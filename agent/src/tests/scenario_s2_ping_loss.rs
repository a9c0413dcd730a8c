//! S2 — a ping probe's loss accounting satisfies I7
//! (`lostCount + receivedCount == count`) across mixed replies and timeouts.
//!
//! Exercising the full path end to end needs `CAP_NET_RAW` to open a raw
//! ICMP socket, which a typical sandboxed test run doesn't grant, so this
//! drives the same `PingStats` bookkeeping the real dispatch/timeout paths
//! update rather than sending real packets.

use crate::probe_scheduler::PingStats;

#[test]
fn received_plus_lost_always_equals_sent() {
    let mut stats = PingStats::new();
    stats.sent_count = 5;
    stats.lost_count = 2;

    assert_eq!(stats.lost_count + stats.received_count(), stats.sent_count);
}

#[test]
fn zero_losses_still_satisfies_the_invariant() {
    let mut stats = PingStats::new();
    stats.sent_count = 3;
    stats.lost_count = 0;

    assert_eq!(stats.received_count(), 3);
    assert_eq!(stats.lost_count + stats.received_count(), stats.sent_count);
}

#[test]
fn all_losses_still_satisfies_the_invariant() {
    let mut stats = PingStats::new();
    stats.sent_count = 4;
    stats.lost_count = 4;

    assert_eq!(stats.received_count(), 0);
    assert_eq!(stats.lost_count + stats.received_count(), stats.sent_count);
}
//! `ChannelManager` (C5): named registry of output sinks with per-sink
//! bounded queues and fan-out (§4.5).
//!
//! Grounded on `original_source/core/cms/core/ChannelManager.h`: an
//! `atomic<bool>` start flag gating every send, and a name-to-sink map
//! (`SafeMap<string, shared_ptr<OutputChannel>>` there, `RwLock<HashMap>`
//! here since Rust's ownership already makes the map's contents safe to
//! share via `Arc` without a custom safe-map wrapper). The per-sink queue
//! trim-on-overflow policy is the same shape as the teacher's
//! `TaskScheduler::handle_task_result` emergency trim (keep the newest half
//! of a full buffer) in `agent/src/scheduler.rs`, generalized into a
//! documented `OverflowPolicy` per sink instead of one hardcoded buffer.

mod queue;
pub mod sinks;

pub use queue::OverflowPolicy;
use queue::SinkQueue;
use shared::error::MonitoringError;
use shared::metrics::Metric;
use std::collections::HashMap;
use std::sync::atomic::{AtomicBool, AtomicU32, Ordering};
use std::sync::Arc;
use std::time::{Duration, Instant};
use tokio::sync::RwLock;
use tokio::task::JoinHandle;
use tracing::{debug, warn};

/// A sink's write side. Concrete sinks (local file, remote HTTP, log
/// aggregator) only need to implement this — queueing, retry suppression,
/// and poisoning are handled by `ChannelManager` uniformly.
#[async_trait::async_trait]
pub trait SinkWriter: Send + Sync {
    async fn write(&self, metrics: &[Metric]) -> shared::Result<()>;
}

struct ErrorSuppressor {
    window: Duration,
    last_seen: std::sync::Mutex<HashMap<String, Instant>>,
}

impl ErrorSuppressor {
    fn new(window: Duration) -> Self {
        Self {
            window,
            last_seen: std::sync::Mutex::new(HashMap::new()),
        }
    }

    /// Returns true if this error id should be logged now (first time seen,
    /// or its suppression window has elapsed).
    fn should_log(&self, error_id: &str) -> bool {
        let now = Instant::now();
        let mut map = self.last_seen.lock().unwrap();
        match map.get(error_id) {
            Some(last) if now.duration_since(*last) < self.window => false,
            _ => {
                map.insert(error_id.to_string(), now);
                true
            }
        }
    }
}

/// Shared between `ChannelManager::send` (producer side) and the spawned
/// consumer task (writer side). Split out from `SinkEntry` so the consumer
/// task can hold its own `Arc` without a cycle back through its own
/// `JoinHandle`.
struct SinkState {
    queue: Arc<SinkQueue>,
    poisoned: AtomicBool,
    consecutive_failures: AtomicU32,
    suppressor: ErrorSuppressor,
}

struct SinkEntry {
    state: Arc<SinkState>,
    _consumer: JoinHandle<()>,
}

/// Consecutive write failures after which a sink stops accepting batches
/// (§4.5 "sustained failure" poisons the output).
const POISON_THRESHOLD: u32 = 5;

pub struct ChannelManager {
    started: AtomicBool,
    sinks: RwLock<HashMap<String, Arc<SinkEntry>>>,
    default_queue_capacity: usize,
    error_suppress_window: Duration,
}

impl ChannelManager {
    pub fn new(default_queue_capacity: usize, error_suppress_window: Duration) -> Self {
        Self {
            started: AtomicBool::new(false),
            sinks: RwLock::new(HashMap::new()),
            default_queue_capacity,
            error_suppress_window,
        }
    }

    pub fn start(&self) {
        self.started.store(true, Ordering::SeqCst);
    }

    pub async fn end(&self) {
        self.started.store(false, Ordering::SeqCst);
        // Drain consumer tasks so in-flight batches get a last chance to
        // write before the process exits (§5 cancellation: sink queues
        // drain up to a grace period).
        let sinks = self.sinks.read().await;
        for entry in sinks.values() {
            entry.queue.close();
        }
    }

    /// Duplicate names are rejected (§4.5).
    pub async fn register(
        &self,
        name: impl Into<String>,
        writer: Arc<dyn SinkWriter>,
        policy: OverflowPolicy,
    ) -> shared::Result<()> {
        let name = name.into();
        let mut sinks = self.sinks.write().await;
        if sinks.contains_key(&name) {
            return Err(MonitoringError::EConfig(format!("sink '{name}' already registered")).into());
        }

        let state = Arc::new(SinkState {
            queue: Arc::new(SinkQueue::new(self.default_queue_capacity, policy)),
            poisoned: AtomicBool::new(false),
            consecutive_failures: AtomicU32::new(0),
            suppressor: ErrorSuppressor::new(self.error_suppress_window),
        });
        let consumer = spawn_consumer(name.clone(), state.clone(), writer);

        sinks.insert(
            name,
            Arc::new(SinkEntry {
                state,
                _consumer: consumer,
            }),
        );
        Ok(())
    }

    /// True if `name` is registered and not poisoned.
    pub async fn is_usable(&self, name: &str) -> bool {
        let sinks = self.sinks.read().await;
        sinks
            .get(name)
            .map(|e| !e.state.poisoned.load(Ordering::SeqCst))
            .unwrap_or(false)
    }

    /// For each `(sinkName, _)` in `outputs`, look up the named sink and
    /// enqueue `metrics`. Unknown sink names are logged and skipped; a
    /// poisoned sink's submission is dropped with `EPoisoned`.
    pub async fn send(
        &self,
        metrics: Vec<Metric>,
        outputs: &[(String, serde_json::Value)],
    ) -> shared::Result<()> {
        if !self.started.load(Ordering::SeqCst) {
            return Err(MonitoringError::EIO("ChannelManager is not started".into()).into());
        }
        if metrics.is_empty() || outputs.is_empty() {
            return Ok(());
        }

        let sinks = self.sinks.read().await;
        for (sink_name, _sink_config) in outputs {
            let Some(entry) = sinks.get(sink_name) else {
                warn!(sink = %sink_name, "output references unknown sink, dropping");
                continue;
            };
            if entry.state.poisoned.load(Ordering::SeqCst) {
                debug!(sink = %sink_name, "sink is poisoned, dropping submission");
                continue;
            }
            if !entry.state.queue.push(metrics.clone()) {
                warn!(sink = %sink_name, "sink queue at capacity, batch dropped per policy");
            }
        }
        Ok(())
    }

    /// Fan out to every registered, non-poisoned sink rather than a named
    /// `outputs` list. Self-metrics (`module_status`, `script_status`,
    /// `exporter_status`, `detect_status`) and probe results have no
    /// per-task output routing of their own (§7: "emitted through the
    /// normal channel fan-out"), so they ride this instead of `send`.
    pub async fn send_to_all(&self, metrics: Vec<Metric>) {
        if metrics.is_empty() || !self.started.load(Ordering::SeqCst) {
            return;
        }
        let sinks = self.sinks.read().await;
        for entry in sinks.values() {
            if entry.state.poisoned.load(Ordering::SeqCst) {
                continue;
            }
            if !entry.state.queue.push(metrics.clone()) {
                warn!("sink queue at capacity, self-metric batch dropped per policy");
            }
        }
    }
}

fn spawn_consumer(
    name: String,
    state: Arc<SinkState>,
    writer: Arc<dyn SinkWriter>,
) -> JoinHandle<()> {
    tokio::spawn(async move {
        loop {
            let Some(batch) = state.queue.pop().await else {
                debug!(sink = %name, "sink queue closed, consumer exiting");
                break;
            };
            match writer.write(&batch).await {
                Ok(()) => {
                    state.consecutive_failures.store(0, Ordering::SeqCst);
                }
                Err(e) => {
                    let failures = state.consecutive_failures.fetch_add(1, Ordering::SeqCst) + 1;
                    if state.suppressor.should_log(&e.to_string()) {
                        warn!(sink = %name, error = %e, failures, "sink write failed");
                    }
                    if failures >= POISON_THRESHOLD {
                        state.poisoned.store(true, Ordering::SeqCst);
                        warn!(sink = %name, "sink poisoned after sustained failure");
                        break;
                    }
                }
            }
        }
    })
}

● **EXERCISE DETAILS**: Look over the records. Copy the lines that include the word "SinkQueue".

● **OUTPUT**:
use queue::SinkQueue;
    queue: Arc<SinkQueue>,
            queue: Arc::new(SinkQueue::new(self.default_queue_capacity, policy)),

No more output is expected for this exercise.